Let's restrict to the case of special relativity based on the comments under the original post.

Let $x^\mu(t) = (t, \mathbf x(t))$ be the path of a timelike particle as measured in the lab frame. In some inertial frame. Suppose that at some instant $t_0$, the particle is measured to have zero velocity in this frame; $$ \frac{d \mathbf x}{dt}(t_0) = 0 $$ Then this inertial frame is, by definition, comoving with the particle at time $t_0$. Indulging in a slight abuse of notation, suppose that $t(\tau)$ gives the inertial time as a function of proper time.

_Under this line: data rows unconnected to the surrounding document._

//! Priority-ordered template selection over [`Characteristics`].

use super::{analyze, Characteristics};
use crate::prompts::catalog::Category;

/// Pick exactly one category. First matching rule wins:
///
/// 1. question → [`Category::Conversational`]
/// 2. more than one fund → [`Category::MultiProduct`]
/// 3. review marker or negotiable keyword → [`Category::SingleWithReview`]
/// 4. otherwise → [`Category::SingleBasic`]
pub fn select(characteristics: &Characteristics) -> Category {
    if characteristics.is_chat_question {
        return Category::Conversational;
    }
    if characteristics.has_multiple_products {
        return Category::MultiProduct;
    }
    if characteristics.has_asterisk || characteristics.has_negotiable_keywords {
        return Category::SingleWithReview;
    }
    Category::SingleBasic
}

/// Analyze `text` and select its category in one step.
pub fn recommend(text: &str) -> Category {
    select(&analyze(text))
}
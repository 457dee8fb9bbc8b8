//! Compiled signal patterns shared by feature analysis and prose recovery.

use std::sync::LazyLock;

use regex::Regex;

/// Bond code: two digits, `国债`, two digits (e.g. `24国债07`).
pub static BOND_CODE: LazyLock<Regex> =
    LazyLock::new(|| Regex::new(r"\d{2}国债\d{2}").expect("bond code pattern is valid"));

/// Fund family prefixes recognised at the start of a fund name.
pub const FUND_FAMILIES: &[&str] = &[
    "富国", "华夏", "嘉实", "广发", "易方达", "博时", "招商", "南方", "工银", "建信",
];

/// Characters a fund name never spans: full-width punctuation and whitespace.
const SEPARATORS: &str = r"，。；！？\s";

/// Fund-name patterns, applied independently and unioned by the caller.
pub static FUND_NAME_PATTERNS: LazyLock<Vec<Regex>> = LazyLock::new(fund_name_patterns);

fn fund_name_patterns() -> Vec<Regex> {
    // Prefix patterns stop before a trailing 买/卖 so "华夏买入" yields "华夏".
    let bounded_tail = format!("[^{SEPARATORS}买卖]{{0,4}}");

    let mut sources: Vec<String> = vec![
        format!("[^{SEPARATORS}]*基金"),
        format!("[^{SEPARATORS}]*货币"),
        format!("景{bounded_tail}"),
    ];
    sources.extend(
        FUND_FAMILIES
            .iter()
            .map(|family| format!("{family}{bounded_tail}")),
    );

    sources
        .iter()
        .filter_map(|source| Regex::new(source).ok())
        .collect()
}
//! Interactive terrain editing.
//!
//! Brush strokes mutate the vertex store in place and rebuild only the mesh
//! chunks the touched cells belong to.

pub mod tool;
pub mod invalidator;
pub mod texture;
pub mod system;

pub use tool::{BrushInput, BrushSettings, EditState, ToolKind};
pub use invalidator::ChunkInvalidator;
pub use texture::ColorTexture;
pub use system::{EditReport, TerrainSystem, brush_footprint};
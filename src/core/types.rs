//! Core type aliases and re-exports

pub use glam::{Vec2, Vec3};

/// Standard Result type for the crate
pub type Result<T> = std::result::Result<T, crate::core::error::Error>;
//! Bounded-size mesh partitions handed to the display surface.

use bytemuck::{Pod, Zeroable};
use glam::{Vec2, Vec3};

/// Interleaved vertex layout for upload.
#[repr(C)]
#[derive(Clone, Copy, Debug, PartialEq, Pod, Zeroable)]
pub struct ChunkVertex {
    pub position: [f32; 3],
    pub normal: [f32; 3],
    pub uv: [f32; 2],
}

/// One slice of the flattened terrain mesh.
///
/// Every vertex is unique to its triangle, so `triangles[i] == i` and the
/// normals are per face.
#[derive(Clone, Debug, Default, PartialEq)]
pub struct MeshChunk {
    pub id: u32,
    pub vertices: Vec<Vec3>,
    pub normals: Vec<Vec3>,
    pub triangles: Vec<u32>,
    pub uvs: Vec<Vec2>,
}

impl MeshChunk {
    pub fn new(id: u32, vertices: Vec<Vec3>, triangles: Vec<u32>, uvs: Vec<Vec2>) -> Self {
        let mut chunk = Self {
            id,
            vertices,
            normals: Vec::new(),
            triangles,
            uvs,
        };
        chunk.recalculate_normals();
        chunk
    }

    pub fn vertex_count(&self) -> usize {
        self.vertices.len()
    }

    pub fn triangle_count(&self) -> usize {
        self.triangles.len() / 3
    }

    /// Replace the vertex positions and refresh normals.
    pub fn set_vertices(&mut self, vertices: &[Vec3]) {
        self.vertices.clear();
        self.vertices.extend_from_slice(vertices);
        self.recalculate_normals();
    }

    /// Recompute per-face normals for every triangle in the chunk.
    pub fn recalculate_normals(&mut self) {
        self.normals.clear();
        self.normals.resize(self.vertices.len(), Vec3::ZERO);
        for tri in self.triangles.chunks_exact(3) {
            let (a, b, c) = (tri[0] as usize, tri[1] as usize, tri[2] as usize);
            let (Some(&va), Some(&vb), Some(&vc)) =
                (self.vertices.get(a), self.vertices.get(b), self.vertices.get(c))
            else {
                continue;
            };
            let normal = face_normal(va, vb, vc);
            self.normals[a] = normal;
            self.normals[b] = normal;
            self.normals[c] = normal;
        }
    }

    /// Positions, normals and uvs interleaved for upload.
    pub fn interleaved(&self) -> Vec<ChunkVertex> {
        self.vertices
            .iter()
            .zip(&self.normals)
            .zip(&self.uvs)
            .map(|((p, n), uv)| ChunkVertex {
                position: p.to_array(),
                normal: n.to_array(),
                uv: uv.to_array(),
            })
            .collect()
    }
}

/// Unit normal of triangle `(a, b, c)`; zero for degenerate triangles.
///
/// Winding follows the terrain triangulation so that flat ground faces +Y.
pub fn face_normal(a: Vec3, b: Vec3, c: Vec3) -> Vec3 {
    (b - a).cross(c - a).normalize_or_zero()
}

#[cfg(test)]
mod tests {
    use super::*;

    fn flat_quad() -> MeshChunk {
        // a=(0,0) b=(0,1) c=(1,0) d=(1,1) as (x,z), triangles a-d-c and d-a-b
        let a = Vec3::new(0.0, 0.0, 0.0);
        let b = Vec3::new(0.0, 0.0, 1.0);
        let c = Vec3::new(1.0, 0.0, 0.0);
        let d = Vec3::new(1.0, 0.0, 1.0);
        MeshChunk::new(0, vec![a, d, c, d, a, b], (0..6).collect(), vec![Vec2::ZERO; 6])
    }

    #[test]
    fn test_flat_ground_faces_up() {
        let chunk = flat_quad();
        assert_eq!(chunk.triangle_count(), 2);
        for n in &chunk.normals {
            assert_eq!(*n, Vec3::Y);
        }
    }

    #[test]
    fn test_faces_get_independent_normals() {
        let mut chunk = flat_quad();
        let mut vertices = chunk.vertices.clone();
        // raise corner b, which only belongs to the second triangle
        vertices[5].y = 1.0;
        chunk.set_vertices(&vertices);
        assert_eq!(chunk.normals[0], Vec3::Y);
        assert_ne!(chunk.normals[3], Vec3::Y);
        assert_eq!(chunk.normals[3], chunk.normals[5]);
        assert!((chunk.normals[3].length() - 1.0).abs() < 1e-5);
    }

    #[test]
    fn test_degenerate_triangle_has_zero_normal() {
        let p = Vec3::new(1.0, 2.0, 3.0);
        assert_eq!(face_normal(p, p, p), Vec3::ZERO);
    }

    #[test]
    fn test_interleaved_is_pod() {
        let chunk = flat_quad();
        let interleaved = chunk.interleaved();
        assert_eq!(interleaved.len(), 6);
        assert_eq!(interleaved[1].position, [1.0, 0.0, 1.0]);
        assert_eq!(interleaved[1].normal, [0.0, 1.0, 0.0]);
        let bytes: &[u8] = bytemuck::cast_slice(&interleaved);
        assert_eq!(bytes.len(), 6 * std::mem::size_of::<ChunkVertex>());
        assert_eq!(std::mem::size_of::<ChunkVertex>(), 32);
    }
}
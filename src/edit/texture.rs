//! CPU-side color texture sourced from the color map.

use std::path::Path;

use image::RgbaImage;

use crate::core::{Error, Result, Rgba};
use crate::terrain::config::FilterMode;

/// RGBA8 projection of the color map, one texel per grid cell.
///
/// The display shell uploads `pixels()` whenever `take_dirty()` reports a
/// change; the revision counter lets it detect changes without consuming
/// the flag.
#[derive(Clone, Debug)]
pub struct ColorTexture {
    width: u32,
    height: u32,
    filter_mode: FilterMode,
    pixels: Vec<u8>,
    dirty: bool,
    revision: u64,
}

impl ColorTexture {
    pub fn new(width: u32, height: u32, filter_mode: FilterMode) -> Self {
        Self {
            width,
            height,
            filter_mode,
            pixels: vec![0; width as usize * height as usize * 4],
            dirty: true,
            revision: 0,
        }
    }

    pub fn width(&self) -> u32 {
        self.width
    }

    pub fn height(&self) -> u32 {
        self.height
    }

    pub fn texel_count(&self) -> usize {
        self.width as usize * self.height as usize
    }

    pub fn filter_mode(&self) -> FilterMode {
        self.filter_mode
    }

    pub fn set_filter_mode(&mut self, filter_mode: FilterMode) {
        if self.filter_mode != filter_mode {
            self.filter_mode = filter_mode;
            self.mark_dirty();
        }
    }

    /// Raw RGBA8 bytes, row-major like the color map
    pub fn pixels(&self) -> &[u8] {
        &self.pixels
    }

    /// Copy the whole color map into the texture.
    pub fn sync(&mut self, colors: &[Rgba]) -> Result<()> {
        if colors.len() != self.texel_count() {
            return Err(Error::LengthMismatch {
                expected: self.texel_count(),
                actual: colors.len(),
            });
        }
        for (texel, color) in self.pixels.chunks_exact_mut(4).zip(colors) {
            texel.copy_from_slice(&color.to_rgba8());
        }
        self.mark_dirty();
        Ok(())
    }

    /// Write a single texel. Out-of-range indices are ignored.
    pub fn set_texel(&mut self, index: usize, color: Rgba) -> bool {
        match self.pixels.get_mut(index * 4..index * 4 + 4) {
            Some(texel) => {
                texel.copy_from_slice(&color.to_rgba8());
                true
            }
            None => false,
        }
    }

    pub fn texel(&self, index: usize) -> Option<[u8; 4]> {
        let texel = self.pixels.get(index * 4..index * 4 + 4)?;
        Some([texel[0], texel[1], texel[2], texel[3]])
    }

    pub fn mark_dirty(&mut self) {
        self.dirty = true;
        self.revision += 1;
    }

    pub fn is_dirty(&self) -> bool {
        self.dirty
    }

    pub fn revision(&self) -> u64 {
        self.revision
    }

    /// Returns whether the texture changed since the last call and clears
    /// the flag.
    pub fn take_dirty(&mut self) -> bool {
        std::mem::replace(&mut self.dirty, false)
    }

    pub fn to_image(&self) -> Result<RgbaImage> {
        RgbaImage::from_raw(self.width, self.height, self.pixels.clone()).ok_or(
            Error::LengthMismatch {
                expected: self.texel_count() * 4,
                actual: self.pixels.len(),
            },
        )
    }

    /// Export as PNG (format picked from the extension).
    pub fn save(&self, path: impl AsRef<Path>) -> Result<()> {
        self.to_image()?.save(path.as_ref())?;
        log::info!("Saved {}x{} color texture to {:?}", self.width, self.height, path.as_ref());
        Ok(())
    }
}
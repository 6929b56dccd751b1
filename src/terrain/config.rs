//! Terrain configuration surface.

use std::path::Path;

use glam::Vec2;
use serde::{Deserialize, Serialize};

use super::biotope::Biotope;
use super::curve::KeyframeCurve;
use super::generator::HeightMapParams;
use super::grid::GridDimensions;
use crate::core::Result;
use crate::edit::tool::BrushSettings;

/// Texture sampling mode handed to the display surface.
#[derive(Clone, Copy, Debug, PartialEq, Eq, Default, Serialize, Deserialize)]
pub enum FilterMode {
    Point,
    Bilinear,
    #[default]
    Trilinear,
}

/// Everything needed to build and edit a terrain.
#[derive(Clone, Debug, PartialEq, Serialize, Deserialize)]
#[serde(default)]
pub struct TerrainConfig {
    /// World units spanned by the terrain, centered at the origin
    pub world_size: Vec2,
    /// Grid vertices per axis (at least 2)
    pub resolution: GridDimensions,
    /// Maximum vertices per mesh chunk
    pub chunk_size: u32,
    /// Biotope cross-fade amount in [0, 1]
    pub interpolation: f32,
    pub filter_mode: FilterMode,
    pub biotopes: Vec<Biotope>,
    pub generator: HeightMapParams,
    pub height_curve: KeyframeCurve,
    pub brush: BrushSettings,
}

impl Default for TerrainConfig {
    fn default() -> Self {
        Self {
            world_size: Vec2::new(500.0, 500.0),
            resolution: GridDimensions::default(),
            chunk_size: 6000,
            interpolation: 0.5,
            filter_mode: FilterMode::default(),
            biotopes: Vec::new(),
            generator: HeightMapParams::default(),
            height_curve: KeyframeCurve::default(),
            brush: BrushSettings::default(),
        }
    }
}

impl TerrainConfig {
    /// Load a JSON config. Missing fields take their defaults.
    pub fn load(path: impl AsRef<Path>) -> Result<Self> {
        let text = std::fs::read_to_string(path.as_ref())?;
        let config: TerrainConfig = serde_json::from_str(&text)?;
        Ok(config.sanitized())
    }

    /// Write the config as pretty JSON.
    pub fn save(&self, path: impl AsRef<Path>) -> Result<()> {
        let text = serde_json::to_string_pretty(self)?;
        std::fs::write(path.as_ref(), text)?;
        Ok(())
    }

    /// Copy with structural values clamped to their legal ranges.
    pub fn sanitized(mut self) -> Self {
        let resolution = self.resolution.clamped();
        if resolution != self.resolution {
            log::warn!(
                "Resolution {}x{} clamped to {}x{}",
                self.resolution.width, self.resolution.height, resolution.width, resolution.height
            );
            self.resolution = resolution;
        }
        self.interpolation = if self.interpolation.is_nan() {
            0.0
        } else {
            self.interpolation.clamp(0.0, 1.0)
        };
        if let Some(first) = self.biotopes.first_mut() {
            first.start_height = 0.0;
        }
        if let Some(last) = self.biotopes.last_mut() {
            last.end_height = 1.0;
        }
        self
    }
}
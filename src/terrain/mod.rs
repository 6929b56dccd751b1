//! Heightmap generation, biotope coloring and grid addressing

pub mod grid;
pub use grid::{Grid, GridDimensions, WorldExtent};

pub mod curve;
pub use curve::{KeyframeCurve, LinearCurve, ResponseCurve};

pub mod generator;
pub use generator::{HeightMapGenerator, HeightMapParams};

pub mod biotope;
pub use biotope::{Biotope, BiotopeSet};

pub mod config;
pub use config::{FilterMode, TerrainConfig};
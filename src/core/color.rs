//! RGBA colors and linear interpolation.

use serde::{Deserialize, Serialize};

/// Trait for types that can be linearly interpolated.
pub trait Lerp: Clone {
    fn lerp(&self, other: &Self, t: f32) -> Self;
}

impl Lerp for f32 {
    #[inline]
    fn lerp(&self, other: &Self, t: f32) -> Self {
        self + (other - self) * t
    }
}

/// Linear RGBA color with float channels in [0, 1].
#[derive(Clone, Copy, Debug, PartialEq, Serialize, Deserialize)]
pub struct Rgba {
    pub r: f32,
    pub g: f32,
    pub b: f32,
    pub a: f32,
}

impl Rgba {
    pub const WHITE: Rgba = Rgba::new(1.0, 1.0, 1.0, 1.0);
    pub const BLACK: Rgba = Rgba::new(0.0, 0.0, 0.0, 1.0);
    pub const GREY: Rgba = Rgba::new(0.5, 0.5, 0.5, 1.0);

    pub const fn new(r: f32, g: f32, b: f32, a: f32) -> Self {
        Self { r, g, b, a }
    }

    /// Opaque color from RGB channels
    pub const fn rgb(r: f32, g: f32, b: f32) -> Self {
        Self::new(r, g, b, 1.0)
    }

    /// Interpolate towards `other`, clamping `t` to [0, 1].
    pub fn lerp_clamped(&self, other: &Self, t: f32) -> Self {
        self.lerp(other, t.clamp(0.0, 1.0))
    }

    /// Quantize to 8-bit channels for texture upload
    pub fn to_rgba8(&self) -> [u8; 4] {
        let q = |c: f32| (c.clamp(0.0, 1.0) * 255.0).round() as u8;
        [q(self.r), q(self.g), q(self.b), q(self.a)]
    }
}

impl Default for Rgba {
    fn default() -> Self {
        Self::GREY
    }
}

impl Lerp for Rgba {
    #[inline]
    fn lerp(&self, other: &Self, t: f32) -> Self {
        Self {
            r: self.r + (other.r - self.r) * t,
            g: self.g + (other.g - self.g) * t,
            b: self.b + (other.b - self.b) * t,
            a: self.a + (other.a - self.a) * t,
        }
    }
}

#[cfg(test)]
mod tests {
    use super::*;

    #[test]
    fn test_lerp_endpoints() {
        let a = Rgba::BLACK;
        let b = Rgba::WHITE;
        assert_eq!(a.lerp(&b, 0.0), a);
        assert_eq!(a.lerp(&b, 1.0), b);
        assert_eq!(a.lerp(&b, 0.5), Rgba::rgb(0.5, 0.5, 0.5));
    }

    #[test]
    fn test_lerp_clamped() {
        let a = Rgba::BLACK;
        let b = Rgba::WHITE;
        assert_eq!(a.lerp_clamped(&b, 2.0), b);
        assert_eq!(a.lerp_clamped(&b, -1.0), a);
    }

    #[test]
    fn test_lerp_same_color_is_exact() {
        let c = Rgba::new(0.3, 0.7, 0.1, 1.0);
        assert_eq!(c.lerp(&c, 0.5), c);
    }

    #[test]
    fn test_to_rgba8() {
        assert_eq!(Rgba::WHITE.to_rgba8(), [255, 255, 255, 255]);
        assert_eq!(Rgba::new(2.0, -1.0, 0.5, 1.0).to_rgba8(), [255, 0, 128, 255]);
    }
}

Then we have $$ \frac{d}{d\tau}\mathbf x(t(\tau)) = \frac{d\mathbf x}{dt}(t(\tau))\frac{dt}{d\tau}(\tau) $$ and $$ \frac{d^2}{d\tau^2}\mathbf x(t(\tau)) = \frac{d^2\mathbf x}{dt^2}(t(\tau))\left[\frac{dt}{d\tau}(\tau)\right]^2 +\frac{d\mathbf x}{dt}(t(\tau))\frac{d^2t}{d\tau^2}(\tau) $$ evaluate this at $\tau_0$ satisfying $t(\tau_0) = t_0$; in other words $\tau_0$ is just the proper time at which the frames are comoving. The second term vanishes by the comoving assumption, moreover the factor $\frac{dt}{d\tau}(\tau_0)$ just equals $1$ because recall that $dt = \gamma d\tau$ and since the particle is momentarily at rest relative to the comoving frame, $\gamma = 1$ at that instant. We therefore get $$ \frac{d^2}{d\tau^2}\mathbf x(t(\tau))\Big|_{\tau = \tau_0} = \frac{d^2\mathbf x}{dt^2}(t_0) $$ The left hand side is the proper acceleration at the "comoving instant" of the particle by definition. The right hand side is the acceleration as measured by the comoving observer, so this is the equality you wanted.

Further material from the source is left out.